MANAGING DURING PERIODS OF UNCERTAINTY
By Wendy Santoro
By Wendy Santoro
The earlier the problems are addressed, the better the chance of a successful turnaround. A contingency plan should be put in place in order to prepare for “what if” strategies and exit plans, if necessary.
Coffee shop conversations typically include the struggles faced as a farmer, including the increasing and unstable price of gas, disease, weather, the falling dollar and increased international competition. These uncertain and uncontrollable conditions, coupled with an increasing debt load, put tremendous pressure on the bottom line and your lifestyle.
The agricultural community is a vital part of the Canadian economy. Many different variables will affect the profitability in a given year. Yield production and market rate fluctuation for commodities will determine the success of a crop year. Because of the range of variables, many business owners make the choice not to prepare forecasts and budgets. Given the current economic instability, it is essential to ensure the variables and their impact on profitability is understood.
Although some of these conditions may not be directly controllable, well-managed businesses are better able to “weather the storm.” The key is to manage what you can, and prepare yourself for the effects of factors that you cannot. A proactive strategy will be much more successful than a reactive strategy in the long run.
EARLY WARNING SIGNS
Early warning signs are generally abundant, however, human nature gets the better of us and business owners convince themselves that next year will be a better year without determining the root cause of the declining profits.
Warning signs of business decline include, but are not limited to:
• Declining profitability.
• Stretching suppliers’ payables in order to fund cash flows.
• Difficulty in collecting customer receivables.
• Reaching the maximum operating line without business growth.
When this happens, you need to take note and act on the deficiencies.
THE FOUR STEPS TO SUCCESS
The following four-stage approach is a useful means to a successful turnaround:
The first step to any successful turnaround is to admit there is a problem. Many business owners see the warning signs, but deny it or blame others. The earlier the problems are addressed, the better the chance of a successful turnaround.
Determining the basis for the problem(s) includes an analysis in order to determine “what has happened.” Comparison to industry standards or other benchmarks will highlight areas for improvements. The key is to safeguard the business assets and stop the decline. Quick-hit improvements are essential to turn the company towards a brighter future.

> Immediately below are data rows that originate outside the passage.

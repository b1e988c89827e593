//! systemd service descriptor for the agent gateway.
//!
//! Pure rendering, the registrar installs the result.

#![allow(clippy::format_push_string)]

use std::path::{Path, PathBuf};

use crate::domain::layout::InstallLayout;
use crate::domain::settings::Settings;

/// Seconds systemd waits before restarting a crashed gateway.
pub const RESTART_DELAY_SECS: u32 = 10;
/// Scheduling niceness so the gateway yields to interactive work on a Pi.
pub const NICE_LEVEL: i8 = 10;
/// Open file descriptor ceiling.
pub const NOFILE_LIMIT: u32 = 65536;

/// Everything needed to render the unit file.
#[derive(Debug, Clone, PartialEq, Eq)]
pub struct ServiceDescriptor {
    pub unit_name: String,
    pub description: String,
    pub binary: PathBuf,
    pub args: Vec<String>,
    pub user: String,
    pub group: String,
    pub working_dir: PathBuf,
    pub env_file: PathBuf,
    pub restart_delay_secs: u32,
    pub nice: i8,
    pub nofile: u32,
}

impl ServiceDescriptor {
    /// Derive the descriptor from the resolved binary and invoking identity.
    #[must_use]
    pub fn derive(
        binary: &Path,
        user: &str,
        group: &str,
        settings: &Settings,
        layout: &InstallLayout,
    ) -> Self {
        Self {
            unit_name: settings.agent.unit_name.clone(),
            description: format!("{} agent gateway", settings.agent.binary),
            binary: binary.to_path_buf(),
            args: vec![
                "gateway".to_string(),
                "--port".to_string(),
                settings.agent.gateway_port.to_string(),
            ],
            user: user.to_string(),
            group: group.to_string(),
            working_dir: layout.config_dir.clone(),
            env_file: layout.env_file.clone(),
            restart_delay_secs: RESTART_DELAY_SECS,
            nice: NICE_LEVEL,
            nofile: NOFILE_LIMIT,
        }
    }

    /// Render the unit file.
    #[must_use]
    pub fn render(&self) -> String {
        let mut exec = self.binary.display().to_string();
        for arg in &self.args {
            exec.push(' ');
            exec.push_str(arg);
        }

        let mut out = String::new();
        out.push_str("# Generated by piclaw - regenerated on every install run\n");
        out.push_str("[Unit]\n");
        out.push_str(&format!("Description={}\n", self.description));
        out.push_str("After=network-online.target\n");
        out.push_str("Wants=network-online.target\n");
        out.push('\n');
        out.push_str("[Service]\n");
        out.push_str("Type=simple\n");
        out.push_str(&format!("User={}\n", self.user));
        out.push_str(&format!("Group={}\n", self.group));
        out.push_str(&format!("WorkingDirectory={}\n", self.working_dir.display()));
        // Leading '-' keeps the unit startable before any secret was captured.
        out.push_str(&format!("EnvironmentFile=-{}\n", self.env_file.display()));
        out.push_str("Environment=NODE_ENV=production\n");
        out.push_str(&format!("ExecStart={exec}\n"));
        out.push('\n');
        out.push_str("Restart=always\n");
        out.push_str(&format!("RestartSec={}\n", self.restart_delay_secs));
        out.push_str(&format!("Nice={}\n", self.nice));
        out.push_str(&format!("LimitNOFILE={}\n", self.nofile));
        out.push('\n');
        out.push_str("[Install]\n");
        out.push_str("WantedBy=multi-user.target\n");
        out
    }
}
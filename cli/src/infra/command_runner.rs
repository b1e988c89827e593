//! Infrastructure implementation of the `CommandRunner` port.
//!
//! `TokioCommandRunner` runs host commands (`apt-get`, `npm`, `ollama`,
//! `systemctl`, the agent binary) with a hard timeout.

use std::process::{Output, Stdio};
use std::time::Duration;

use anyhow::{Context, Result};
use tokio::io::{AsyncRead, AsyncReadExt, AsyncWriteExt};
use tokio::process::{Child, Command};

use crate::application::ports::CommandRunner;

/// Default timeout for short probes (`id`, `uname`, `command -v`, `node --version`).
pub const DEFAULT_PROBE_TIMEOUT: Duration = Duration::from_secs(30);

/// Production `CommandRunner` backed by `tokio::process`.
///
/// Dropping a `.output()` future on timeout does not reliably reap the
/// child, so the timeout branch of `tokio::select!` kills it explicitly.
pub struct TokioCommandRunner {
    timeout: Duration,
}

impl TokioCommandRunner {
    #[must_use]
    pub fn new(timeout: Duration) -> Self {
        Self { timeout }
    }
}

impl Default for TokioCommandRunner {
    fn default() -> Self {
        Self::new(DEFAULT_PROBE_TIMEOUT)
    }
}

impl CommandRunner for TokioCommandRunner {
    async fn run(&self, program: &str, args: &[&str]) -> Result<Output> {
        self.run_with_timeout(program, args, self.timeout).await
    }

    async fn run_with_timeout(
        &self,
        program: &str,
        args: &[&str],
        timeout: Duration,
    ) -> Result<Output> {
        tracing::debug!(program, ?args, timeout_secs = timeout.as_secs(), "running command");
        let child = spawn(program, args, false)?;
        wait_with_timeout(child, program, None, timeout).await
    }

    async fn run_with_stdin(&self, program: &str, args: &[&str], input: &[u8]) -> Result<Output> {
        tracing::debug!(program, ?args, bytes = input.len(), "running command with stdin");
        let child = spawn(program, args, true)?;
        wait_with_timeout(child, program, Some(input), self.timeout).await
    }
}

fn spawn(program: &str, args: &[&str], piped_stdin: bool) -> Result<Child> {
    let stdin = if piped_stdin {
        Stdio::piped()
    } else {
        Stdio::inherit()
    };
    Command::new(program)
        .args(args)
        .stdin(stdin)
        .stdout(Stdio::piped())
        .stderr(Stdio::piped())
        .kill_on_drop(true)
        .spawn()
        .with_context(|| format!("failed to spawn {program}"))
}

async fn read_all<R: AsyncRead + Unpin>(handle: Option<R>) -> Vec<u8> {
    let mut buf = Vec::new();
    if let Some(mut h) = handle {
        let _ = h.read_to_end(&mut buf).await;
    }
    buf
}

/// Feed `input`, drain stdout and stderr, and wait, killing the child if
/// `timeout` elapses first.
async fn wait_with_timeout(
    mut child: Child,
    program: &str,
    input: Option<&[u8]>,
    timeout: Duration,
) -> Result<Output> {
    let stdin = child.stdin.take();
    let stdout = child.stdout.take();
    let stderr = child.stderr.take();

    let feed = async move {
        if let (Some(mut pipe), Some(bytes)) = (stdin, input) {
            let _ = pipe.write_all(bytes).await;
            // Dropping the pipe closes it so readers like `tee` see EOF.
        }
    };

    tokio::select! {
        result = async {
            let ((), status, stdout, stderr) =
                tokio::join!(feed, child.wait(), read_all(stdout), read_all(stderr));
            Ok(Output {
                status: status.with_context(|| format!("waiting for {program}"))?,
                stdout,
                stderr,
            })
        } => result,
        () = tokio::time::sleep(timeout) => {
            let _ = child.kill().await;
            tracing::warn!(program, "command timed out and was killed");
            anyhow::bail!("{program} timed out after {}s", timeout.as_secs())
        }
    }
}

The next step is to determine the potential options based on the current environment. A dissection of the current business is necessary to keep and build on the successes, and divest of those areas not supporting the business direction. A contingency plan should be put in place in order to prepare for “what if” strategies and exit plans, if necessary.
Preparation, maintenance and monitoring a “go forward” plan are essential in order to effectively implement “strategy change.” The plan must be understood by all stakeholders, and a buy-in is required from the entire business team.
Many tools exist in order to obtain timely measurables, for example, comparing yields and average sales prices to the same period in the previous year. Additional important measures include understanding the cost of labour, supplies and overheads in order to maintain cost control.
FLEXIBLE BUDGETS AS FORECASTING TOOLS
Flexible budgets are an important forecasting tool and can be utilized in order to predict cash flow crunches. This allows the business owner advance notice in order to determine the next course of action and shore up the cash flow deficiency.
The practical use of a flexible budget allows the business owner to adjust the variables given a change in circumstance or to answer the “what if” questions. Flexible budgeting allows the business owner to determine the effect on profitability and cash flow. For example, it will help you determine the effect of a commodity price decrease or a change in the exchange rate on profitability.
The final step is an effective implementation. The most successful implementations will include the entire team. Keep in mind that while there will be bumps in the road to a successful turnaround, the keys are continuous monitoring, early detection, communication and immediate response.
By taking this approach and coupling it with a strong business strategy, future coffee shop conversations may be more about successes and less about struggles.